──────── Supplied records ────────

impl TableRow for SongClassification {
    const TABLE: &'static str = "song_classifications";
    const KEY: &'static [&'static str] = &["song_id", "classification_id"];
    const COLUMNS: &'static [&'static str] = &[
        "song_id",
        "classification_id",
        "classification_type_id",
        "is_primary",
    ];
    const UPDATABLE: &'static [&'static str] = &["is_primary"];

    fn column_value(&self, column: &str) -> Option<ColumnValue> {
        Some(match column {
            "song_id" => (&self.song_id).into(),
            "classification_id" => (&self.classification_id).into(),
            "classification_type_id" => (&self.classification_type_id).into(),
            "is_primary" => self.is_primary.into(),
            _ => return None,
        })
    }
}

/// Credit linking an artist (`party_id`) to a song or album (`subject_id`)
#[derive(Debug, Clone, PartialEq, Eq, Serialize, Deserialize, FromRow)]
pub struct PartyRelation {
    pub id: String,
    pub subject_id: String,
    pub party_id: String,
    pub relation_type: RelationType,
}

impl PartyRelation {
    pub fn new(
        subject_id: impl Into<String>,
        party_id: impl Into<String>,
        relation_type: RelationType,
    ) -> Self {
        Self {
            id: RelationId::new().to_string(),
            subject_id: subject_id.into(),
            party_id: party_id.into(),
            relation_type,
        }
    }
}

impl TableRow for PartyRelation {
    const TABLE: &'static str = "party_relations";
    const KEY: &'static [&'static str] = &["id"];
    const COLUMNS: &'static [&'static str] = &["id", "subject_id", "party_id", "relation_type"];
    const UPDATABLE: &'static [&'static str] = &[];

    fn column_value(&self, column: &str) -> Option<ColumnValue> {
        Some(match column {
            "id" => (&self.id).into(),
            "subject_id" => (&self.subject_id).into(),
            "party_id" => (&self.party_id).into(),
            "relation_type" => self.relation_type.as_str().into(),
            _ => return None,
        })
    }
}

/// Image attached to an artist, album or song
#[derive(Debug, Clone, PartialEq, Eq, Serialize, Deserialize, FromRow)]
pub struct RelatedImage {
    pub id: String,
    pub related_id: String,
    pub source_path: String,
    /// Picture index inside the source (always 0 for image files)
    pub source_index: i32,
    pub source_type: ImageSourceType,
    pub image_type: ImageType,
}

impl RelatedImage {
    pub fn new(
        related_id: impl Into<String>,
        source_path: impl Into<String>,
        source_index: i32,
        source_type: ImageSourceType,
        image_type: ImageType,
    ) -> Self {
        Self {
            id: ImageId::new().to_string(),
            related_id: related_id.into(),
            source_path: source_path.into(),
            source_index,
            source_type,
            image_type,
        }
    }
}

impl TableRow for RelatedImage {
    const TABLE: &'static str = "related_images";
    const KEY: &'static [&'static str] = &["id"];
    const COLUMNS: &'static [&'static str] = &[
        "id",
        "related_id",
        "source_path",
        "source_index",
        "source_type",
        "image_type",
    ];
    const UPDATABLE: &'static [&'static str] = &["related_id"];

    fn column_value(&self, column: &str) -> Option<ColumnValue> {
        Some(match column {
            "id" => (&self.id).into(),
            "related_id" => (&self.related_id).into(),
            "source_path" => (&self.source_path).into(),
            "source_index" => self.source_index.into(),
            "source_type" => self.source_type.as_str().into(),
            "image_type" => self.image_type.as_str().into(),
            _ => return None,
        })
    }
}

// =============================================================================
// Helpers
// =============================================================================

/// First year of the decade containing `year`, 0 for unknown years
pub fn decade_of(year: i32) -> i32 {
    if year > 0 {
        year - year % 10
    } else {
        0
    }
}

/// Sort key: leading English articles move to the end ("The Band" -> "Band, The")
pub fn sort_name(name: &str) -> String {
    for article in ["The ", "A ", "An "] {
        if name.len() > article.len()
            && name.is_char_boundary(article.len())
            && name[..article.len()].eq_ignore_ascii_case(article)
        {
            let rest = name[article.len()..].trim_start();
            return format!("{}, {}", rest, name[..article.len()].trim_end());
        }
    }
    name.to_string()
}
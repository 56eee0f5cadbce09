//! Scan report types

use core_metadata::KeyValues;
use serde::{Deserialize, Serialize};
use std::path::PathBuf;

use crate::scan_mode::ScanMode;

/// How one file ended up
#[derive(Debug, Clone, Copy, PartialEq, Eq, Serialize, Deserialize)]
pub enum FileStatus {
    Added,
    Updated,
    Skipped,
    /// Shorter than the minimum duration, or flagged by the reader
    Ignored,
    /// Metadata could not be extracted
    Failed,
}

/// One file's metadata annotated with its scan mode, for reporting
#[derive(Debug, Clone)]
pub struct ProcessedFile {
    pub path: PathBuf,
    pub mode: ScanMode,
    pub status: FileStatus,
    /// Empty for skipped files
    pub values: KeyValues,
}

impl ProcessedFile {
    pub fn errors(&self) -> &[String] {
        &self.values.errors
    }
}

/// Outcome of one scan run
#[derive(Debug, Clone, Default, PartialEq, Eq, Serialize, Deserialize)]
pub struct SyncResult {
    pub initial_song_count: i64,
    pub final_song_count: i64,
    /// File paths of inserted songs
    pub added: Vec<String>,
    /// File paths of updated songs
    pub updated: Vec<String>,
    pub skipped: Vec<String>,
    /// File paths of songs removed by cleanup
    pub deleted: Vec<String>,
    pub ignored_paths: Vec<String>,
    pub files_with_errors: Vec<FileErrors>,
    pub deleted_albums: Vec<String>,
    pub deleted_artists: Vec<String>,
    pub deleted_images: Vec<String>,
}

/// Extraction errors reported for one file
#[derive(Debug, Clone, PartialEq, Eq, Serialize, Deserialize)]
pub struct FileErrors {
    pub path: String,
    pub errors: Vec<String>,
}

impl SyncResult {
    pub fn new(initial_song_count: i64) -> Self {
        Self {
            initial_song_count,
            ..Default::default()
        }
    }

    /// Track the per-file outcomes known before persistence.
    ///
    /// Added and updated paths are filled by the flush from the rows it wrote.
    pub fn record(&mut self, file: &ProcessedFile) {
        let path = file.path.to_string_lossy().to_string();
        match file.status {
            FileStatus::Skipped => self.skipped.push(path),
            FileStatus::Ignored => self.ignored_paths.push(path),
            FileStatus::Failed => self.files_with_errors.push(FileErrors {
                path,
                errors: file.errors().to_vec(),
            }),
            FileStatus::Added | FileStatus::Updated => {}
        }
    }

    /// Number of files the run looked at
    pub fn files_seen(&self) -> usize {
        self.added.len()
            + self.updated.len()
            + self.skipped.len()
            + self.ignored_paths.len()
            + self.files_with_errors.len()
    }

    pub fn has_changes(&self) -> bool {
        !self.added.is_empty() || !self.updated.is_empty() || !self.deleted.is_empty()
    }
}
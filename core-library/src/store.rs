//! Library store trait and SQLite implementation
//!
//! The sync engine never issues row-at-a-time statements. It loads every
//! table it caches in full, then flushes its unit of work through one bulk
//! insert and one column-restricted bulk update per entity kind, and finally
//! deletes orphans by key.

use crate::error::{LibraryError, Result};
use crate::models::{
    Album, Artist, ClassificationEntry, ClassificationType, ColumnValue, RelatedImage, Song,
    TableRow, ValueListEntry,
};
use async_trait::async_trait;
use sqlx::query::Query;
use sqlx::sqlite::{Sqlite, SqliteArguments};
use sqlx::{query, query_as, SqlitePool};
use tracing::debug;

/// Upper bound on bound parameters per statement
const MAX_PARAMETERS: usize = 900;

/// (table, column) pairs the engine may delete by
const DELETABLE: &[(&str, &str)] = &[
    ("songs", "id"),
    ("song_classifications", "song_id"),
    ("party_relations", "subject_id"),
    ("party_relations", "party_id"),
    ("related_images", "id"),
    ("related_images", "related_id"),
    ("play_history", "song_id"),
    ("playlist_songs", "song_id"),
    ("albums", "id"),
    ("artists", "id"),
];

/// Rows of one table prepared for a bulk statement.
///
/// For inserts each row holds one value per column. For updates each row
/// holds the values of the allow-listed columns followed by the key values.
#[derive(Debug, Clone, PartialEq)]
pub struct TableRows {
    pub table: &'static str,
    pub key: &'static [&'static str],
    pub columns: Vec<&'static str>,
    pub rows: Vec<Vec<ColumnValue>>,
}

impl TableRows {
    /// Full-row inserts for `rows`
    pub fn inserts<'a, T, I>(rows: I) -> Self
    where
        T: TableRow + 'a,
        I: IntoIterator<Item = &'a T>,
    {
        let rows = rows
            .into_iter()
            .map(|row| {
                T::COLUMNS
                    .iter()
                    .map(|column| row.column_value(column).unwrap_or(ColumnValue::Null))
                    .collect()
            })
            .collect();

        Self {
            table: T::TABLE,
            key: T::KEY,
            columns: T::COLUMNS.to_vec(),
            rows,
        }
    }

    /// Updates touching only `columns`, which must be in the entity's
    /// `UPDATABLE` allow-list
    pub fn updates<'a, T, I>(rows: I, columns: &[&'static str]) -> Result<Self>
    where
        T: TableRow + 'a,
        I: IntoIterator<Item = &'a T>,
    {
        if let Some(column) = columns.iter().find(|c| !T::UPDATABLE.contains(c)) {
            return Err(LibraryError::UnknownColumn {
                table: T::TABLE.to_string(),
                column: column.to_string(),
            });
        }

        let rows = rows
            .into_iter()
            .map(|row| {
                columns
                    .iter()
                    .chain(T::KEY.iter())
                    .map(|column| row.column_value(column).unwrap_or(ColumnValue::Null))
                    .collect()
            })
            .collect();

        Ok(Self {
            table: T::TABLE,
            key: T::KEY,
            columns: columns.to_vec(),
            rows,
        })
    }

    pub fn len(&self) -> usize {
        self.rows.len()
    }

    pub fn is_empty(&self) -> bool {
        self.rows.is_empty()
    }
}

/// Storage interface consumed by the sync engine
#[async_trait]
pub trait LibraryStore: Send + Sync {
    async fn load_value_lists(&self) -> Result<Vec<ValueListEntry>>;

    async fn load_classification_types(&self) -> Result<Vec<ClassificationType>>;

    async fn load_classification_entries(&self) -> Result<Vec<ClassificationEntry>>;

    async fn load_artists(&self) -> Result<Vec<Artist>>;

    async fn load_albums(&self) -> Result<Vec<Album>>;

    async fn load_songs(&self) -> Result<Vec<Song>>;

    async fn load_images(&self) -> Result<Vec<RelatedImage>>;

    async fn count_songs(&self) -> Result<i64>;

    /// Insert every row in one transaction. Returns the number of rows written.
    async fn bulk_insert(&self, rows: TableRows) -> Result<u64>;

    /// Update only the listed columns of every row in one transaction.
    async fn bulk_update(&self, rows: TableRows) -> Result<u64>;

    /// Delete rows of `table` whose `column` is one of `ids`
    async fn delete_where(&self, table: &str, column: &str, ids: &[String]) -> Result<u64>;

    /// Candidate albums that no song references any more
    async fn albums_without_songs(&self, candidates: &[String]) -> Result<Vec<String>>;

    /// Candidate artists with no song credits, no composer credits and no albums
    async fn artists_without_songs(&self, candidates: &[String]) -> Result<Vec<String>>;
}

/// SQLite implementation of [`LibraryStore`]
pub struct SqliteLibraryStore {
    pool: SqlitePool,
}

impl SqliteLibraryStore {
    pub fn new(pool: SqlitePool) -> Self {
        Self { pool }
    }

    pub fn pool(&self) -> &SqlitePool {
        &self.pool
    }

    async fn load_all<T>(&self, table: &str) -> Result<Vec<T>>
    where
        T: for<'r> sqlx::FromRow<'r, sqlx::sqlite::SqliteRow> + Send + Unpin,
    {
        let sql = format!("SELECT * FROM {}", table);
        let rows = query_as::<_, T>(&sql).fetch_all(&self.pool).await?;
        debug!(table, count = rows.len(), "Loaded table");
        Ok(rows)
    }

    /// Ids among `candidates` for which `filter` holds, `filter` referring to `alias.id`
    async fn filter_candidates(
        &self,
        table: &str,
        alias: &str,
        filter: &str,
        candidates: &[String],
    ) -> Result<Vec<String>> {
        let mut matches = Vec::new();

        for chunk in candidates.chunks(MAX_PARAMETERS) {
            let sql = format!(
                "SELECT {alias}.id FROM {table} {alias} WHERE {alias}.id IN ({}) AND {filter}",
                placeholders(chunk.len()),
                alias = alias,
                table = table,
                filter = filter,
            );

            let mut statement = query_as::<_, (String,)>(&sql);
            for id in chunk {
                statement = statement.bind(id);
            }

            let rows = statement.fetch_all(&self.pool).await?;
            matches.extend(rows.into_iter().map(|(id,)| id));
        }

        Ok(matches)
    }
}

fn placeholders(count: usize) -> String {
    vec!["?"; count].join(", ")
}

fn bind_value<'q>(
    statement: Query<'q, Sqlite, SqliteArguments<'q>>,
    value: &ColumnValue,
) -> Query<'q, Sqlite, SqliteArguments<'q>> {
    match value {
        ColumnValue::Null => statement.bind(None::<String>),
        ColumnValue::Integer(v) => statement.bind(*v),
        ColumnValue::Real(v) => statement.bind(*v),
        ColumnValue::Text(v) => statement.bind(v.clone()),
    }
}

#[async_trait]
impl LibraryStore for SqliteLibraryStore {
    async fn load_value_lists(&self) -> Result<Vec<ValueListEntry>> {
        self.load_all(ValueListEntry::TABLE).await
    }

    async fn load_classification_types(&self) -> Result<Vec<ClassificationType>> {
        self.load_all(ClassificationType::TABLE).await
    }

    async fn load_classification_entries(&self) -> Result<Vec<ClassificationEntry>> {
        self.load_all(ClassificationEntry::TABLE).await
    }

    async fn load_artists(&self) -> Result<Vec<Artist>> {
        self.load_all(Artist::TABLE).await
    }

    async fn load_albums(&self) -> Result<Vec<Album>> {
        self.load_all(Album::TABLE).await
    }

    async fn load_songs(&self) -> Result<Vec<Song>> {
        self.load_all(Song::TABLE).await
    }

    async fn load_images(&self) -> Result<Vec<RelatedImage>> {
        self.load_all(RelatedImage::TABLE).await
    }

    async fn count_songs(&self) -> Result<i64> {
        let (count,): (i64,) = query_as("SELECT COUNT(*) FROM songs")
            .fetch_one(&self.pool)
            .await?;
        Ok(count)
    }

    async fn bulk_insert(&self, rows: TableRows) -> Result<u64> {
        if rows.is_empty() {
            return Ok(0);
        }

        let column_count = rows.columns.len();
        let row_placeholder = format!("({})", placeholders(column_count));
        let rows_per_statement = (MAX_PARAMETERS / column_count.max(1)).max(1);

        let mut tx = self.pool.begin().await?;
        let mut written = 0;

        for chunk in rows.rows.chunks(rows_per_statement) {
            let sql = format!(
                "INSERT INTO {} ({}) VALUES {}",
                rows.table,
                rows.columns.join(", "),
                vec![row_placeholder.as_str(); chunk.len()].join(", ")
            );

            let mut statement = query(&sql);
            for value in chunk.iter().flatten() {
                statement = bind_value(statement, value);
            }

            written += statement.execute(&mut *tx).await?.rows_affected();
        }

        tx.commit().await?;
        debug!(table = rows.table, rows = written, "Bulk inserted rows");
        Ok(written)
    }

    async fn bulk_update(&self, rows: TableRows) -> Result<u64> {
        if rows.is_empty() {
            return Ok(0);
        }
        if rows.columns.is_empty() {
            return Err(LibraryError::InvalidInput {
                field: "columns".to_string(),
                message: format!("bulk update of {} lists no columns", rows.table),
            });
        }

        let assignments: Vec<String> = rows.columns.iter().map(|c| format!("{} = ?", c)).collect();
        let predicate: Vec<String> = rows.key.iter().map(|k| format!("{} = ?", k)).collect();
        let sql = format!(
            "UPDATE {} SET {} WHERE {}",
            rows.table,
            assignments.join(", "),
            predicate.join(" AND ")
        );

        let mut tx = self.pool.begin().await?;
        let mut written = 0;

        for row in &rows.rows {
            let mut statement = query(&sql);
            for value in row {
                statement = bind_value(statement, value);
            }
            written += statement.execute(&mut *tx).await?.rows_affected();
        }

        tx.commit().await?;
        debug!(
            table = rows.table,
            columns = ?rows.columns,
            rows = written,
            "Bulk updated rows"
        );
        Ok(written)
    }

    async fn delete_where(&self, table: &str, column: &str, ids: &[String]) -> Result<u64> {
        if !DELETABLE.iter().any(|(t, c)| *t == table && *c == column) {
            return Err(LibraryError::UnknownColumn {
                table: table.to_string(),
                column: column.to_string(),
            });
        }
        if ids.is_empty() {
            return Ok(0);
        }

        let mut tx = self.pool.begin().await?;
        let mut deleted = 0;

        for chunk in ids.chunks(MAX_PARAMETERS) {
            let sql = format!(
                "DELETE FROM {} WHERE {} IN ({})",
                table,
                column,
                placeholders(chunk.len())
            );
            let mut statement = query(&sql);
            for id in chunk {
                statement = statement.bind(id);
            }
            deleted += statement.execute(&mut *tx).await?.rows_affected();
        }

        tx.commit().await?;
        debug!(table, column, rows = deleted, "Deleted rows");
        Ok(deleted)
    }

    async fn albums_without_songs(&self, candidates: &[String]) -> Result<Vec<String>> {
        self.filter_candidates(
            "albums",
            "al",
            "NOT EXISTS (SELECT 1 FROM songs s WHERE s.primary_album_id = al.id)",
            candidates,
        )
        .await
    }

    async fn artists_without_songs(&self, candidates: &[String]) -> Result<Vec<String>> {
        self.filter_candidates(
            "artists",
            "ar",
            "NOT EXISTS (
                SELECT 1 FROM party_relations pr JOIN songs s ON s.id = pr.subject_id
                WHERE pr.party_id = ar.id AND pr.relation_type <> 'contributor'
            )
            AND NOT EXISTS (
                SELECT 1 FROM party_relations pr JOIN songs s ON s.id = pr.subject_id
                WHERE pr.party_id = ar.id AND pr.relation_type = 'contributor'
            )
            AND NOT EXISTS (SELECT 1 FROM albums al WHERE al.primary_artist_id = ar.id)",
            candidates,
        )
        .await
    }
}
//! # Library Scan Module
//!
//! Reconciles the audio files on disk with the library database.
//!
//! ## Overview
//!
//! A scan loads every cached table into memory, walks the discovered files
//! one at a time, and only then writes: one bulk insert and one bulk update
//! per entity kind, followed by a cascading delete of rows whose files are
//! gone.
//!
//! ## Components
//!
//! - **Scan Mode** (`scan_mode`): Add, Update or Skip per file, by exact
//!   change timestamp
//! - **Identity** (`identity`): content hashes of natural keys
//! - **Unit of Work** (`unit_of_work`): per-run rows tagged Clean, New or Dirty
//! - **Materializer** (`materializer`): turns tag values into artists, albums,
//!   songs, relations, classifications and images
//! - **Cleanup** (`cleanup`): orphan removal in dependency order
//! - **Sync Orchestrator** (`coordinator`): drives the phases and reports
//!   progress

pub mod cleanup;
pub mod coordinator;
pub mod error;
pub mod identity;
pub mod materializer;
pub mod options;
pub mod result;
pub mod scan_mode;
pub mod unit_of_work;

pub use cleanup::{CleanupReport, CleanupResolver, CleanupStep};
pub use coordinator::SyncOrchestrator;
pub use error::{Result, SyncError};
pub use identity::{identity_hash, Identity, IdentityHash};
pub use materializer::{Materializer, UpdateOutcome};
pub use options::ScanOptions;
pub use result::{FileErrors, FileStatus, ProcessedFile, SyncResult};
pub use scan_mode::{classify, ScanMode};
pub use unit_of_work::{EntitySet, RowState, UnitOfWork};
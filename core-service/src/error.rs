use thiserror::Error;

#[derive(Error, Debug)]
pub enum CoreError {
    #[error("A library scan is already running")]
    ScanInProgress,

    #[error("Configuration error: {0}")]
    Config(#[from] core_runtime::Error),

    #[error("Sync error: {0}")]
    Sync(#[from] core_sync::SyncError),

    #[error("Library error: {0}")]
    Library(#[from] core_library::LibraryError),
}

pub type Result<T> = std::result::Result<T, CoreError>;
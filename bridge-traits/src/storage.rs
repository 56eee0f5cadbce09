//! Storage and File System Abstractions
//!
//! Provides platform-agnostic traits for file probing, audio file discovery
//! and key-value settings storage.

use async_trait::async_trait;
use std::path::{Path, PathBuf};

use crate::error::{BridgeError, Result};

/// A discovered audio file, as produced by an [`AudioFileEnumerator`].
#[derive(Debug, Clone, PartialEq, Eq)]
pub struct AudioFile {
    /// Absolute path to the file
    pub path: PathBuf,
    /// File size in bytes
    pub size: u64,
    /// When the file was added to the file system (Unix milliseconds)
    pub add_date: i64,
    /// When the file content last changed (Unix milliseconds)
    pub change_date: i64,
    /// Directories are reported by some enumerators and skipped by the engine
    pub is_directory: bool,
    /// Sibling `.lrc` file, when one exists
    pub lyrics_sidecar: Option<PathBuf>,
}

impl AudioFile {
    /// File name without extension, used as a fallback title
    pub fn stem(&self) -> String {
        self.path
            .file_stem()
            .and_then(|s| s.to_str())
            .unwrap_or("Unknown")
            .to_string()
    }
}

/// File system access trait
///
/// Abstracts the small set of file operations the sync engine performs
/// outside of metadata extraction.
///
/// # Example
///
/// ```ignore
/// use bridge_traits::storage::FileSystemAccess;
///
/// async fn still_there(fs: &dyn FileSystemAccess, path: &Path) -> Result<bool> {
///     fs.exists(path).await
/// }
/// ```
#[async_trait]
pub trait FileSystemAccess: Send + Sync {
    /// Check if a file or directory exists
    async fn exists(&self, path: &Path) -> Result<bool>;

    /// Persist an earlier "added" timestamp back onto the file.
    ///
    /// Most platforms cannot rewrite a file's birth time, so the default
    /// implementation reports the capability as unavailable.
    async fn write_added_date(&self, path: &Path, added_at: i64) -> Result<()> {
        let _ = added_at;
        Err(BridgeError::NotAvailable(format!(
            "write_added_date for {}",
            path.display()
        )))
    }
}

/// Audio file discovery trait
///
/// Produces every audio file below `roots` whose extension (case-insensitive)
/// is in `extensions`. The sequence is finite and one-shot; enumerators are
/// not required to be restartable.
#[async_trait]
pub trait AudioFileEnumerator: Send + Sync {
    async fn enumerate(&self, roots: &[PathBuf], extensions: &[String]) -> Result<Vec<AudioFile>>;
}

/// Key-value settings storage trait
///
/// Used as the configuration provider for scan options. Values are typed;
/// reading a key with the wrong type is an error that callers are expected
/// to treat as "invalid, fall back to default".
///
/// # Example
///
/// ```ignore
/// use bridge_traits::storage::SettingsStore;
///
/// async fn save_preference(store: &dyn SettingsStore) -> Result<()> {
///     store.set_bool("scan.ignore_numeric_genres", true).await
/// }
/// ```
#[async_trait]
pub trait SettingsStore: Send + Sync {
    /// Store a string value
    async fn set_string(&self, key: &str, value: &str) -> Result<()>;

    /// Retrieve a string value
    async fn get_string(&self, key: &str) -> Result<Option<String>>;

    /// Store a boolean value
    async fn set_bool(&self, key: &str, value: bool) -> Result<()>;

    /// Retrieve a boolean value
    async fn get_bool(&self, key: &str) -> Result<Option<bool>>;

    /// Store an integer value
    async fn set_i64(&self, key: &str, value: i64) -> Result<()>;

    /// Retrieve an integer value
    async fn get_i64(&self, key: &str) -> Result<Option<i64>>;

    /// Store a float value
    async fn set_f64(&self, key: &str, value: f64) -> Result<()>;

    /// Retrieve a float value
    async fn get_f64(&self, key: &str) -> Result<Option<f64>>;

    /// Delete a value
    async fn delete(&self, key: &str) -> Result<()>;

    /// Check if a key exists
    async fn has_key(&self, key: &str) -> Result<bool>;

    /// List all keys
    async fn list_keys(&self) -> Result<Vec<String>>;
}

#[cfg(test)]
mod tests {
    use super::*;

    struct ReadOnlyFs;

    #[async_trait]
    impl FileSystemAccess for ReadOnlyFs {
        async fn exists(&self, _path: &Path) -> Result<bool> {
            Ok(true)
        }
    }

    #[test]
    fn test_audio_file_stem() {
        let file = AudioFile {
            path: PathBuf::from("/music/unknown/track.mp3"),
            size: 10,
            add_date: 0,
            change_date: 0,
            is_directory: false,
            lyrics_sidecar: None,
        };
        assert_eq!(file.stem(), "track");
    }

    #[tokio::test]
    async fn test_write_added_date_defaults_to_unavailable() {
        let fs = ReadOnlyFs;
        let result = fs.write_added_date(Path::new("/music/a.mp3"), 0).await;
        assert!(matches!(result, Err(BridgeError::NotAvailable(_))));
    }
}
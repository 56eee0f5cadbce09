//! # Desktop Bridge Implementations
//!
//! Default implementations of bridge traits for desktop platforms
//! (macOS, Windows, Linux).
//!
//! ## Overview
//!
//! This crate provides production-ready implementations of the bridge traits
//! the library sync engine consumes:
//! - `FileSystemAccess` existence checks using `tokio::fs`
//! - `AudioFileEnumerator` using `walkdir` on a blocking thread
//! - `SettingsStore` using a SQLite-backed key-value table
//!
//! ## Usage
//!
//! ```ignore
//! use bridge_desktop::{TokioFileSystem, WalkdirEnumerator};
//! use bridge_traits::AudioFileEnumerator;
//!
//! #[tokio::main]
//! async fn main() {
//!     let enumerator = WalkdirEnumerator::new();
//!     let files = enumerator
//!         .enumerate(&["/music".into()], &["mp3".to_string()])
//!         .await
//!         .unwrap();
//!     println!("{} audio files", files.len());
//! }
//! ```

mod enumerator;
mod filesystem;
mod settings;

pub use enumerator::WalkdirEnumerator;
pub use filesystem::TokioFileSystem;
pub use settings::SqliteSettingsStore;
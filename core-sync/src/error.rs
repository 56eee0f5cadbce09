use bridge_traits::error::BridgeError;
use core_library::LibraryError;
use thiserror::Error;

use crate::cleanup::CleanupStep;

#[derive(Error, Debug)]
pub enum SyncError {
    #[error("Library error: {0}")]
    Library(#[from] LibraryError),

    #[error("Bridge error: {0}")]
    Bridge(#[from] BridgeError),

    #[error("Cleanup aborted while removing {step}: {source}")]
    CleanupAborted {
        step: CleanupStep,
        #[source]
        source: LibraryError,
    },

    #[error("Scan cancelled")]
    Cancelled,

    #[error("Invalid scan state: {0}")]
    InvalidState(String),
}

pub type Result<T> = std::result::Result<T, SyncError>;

────────

#### Work to complete
From the data above, output exactly the lines between the one containing "file, by exact" and the one containing "in dependency order", counting both of them.

#### Response
//! - **Scan Mode** (`scan_mode`): Add, Update or Skip per file, by exact
//!   change timestamp
//! - **Identity** (`identity`): content hashes of natural keys
//! - **Unit of Work** (`unit_of_work`): per-run rows tagged Clean, New or Dirty
//! - **Materializer** (`materializer`): turns tag values into artists, albums,
//!   songs, relations, classifications and images
//! - **Cleanup** (`cleanup`): orphan removal in dependency order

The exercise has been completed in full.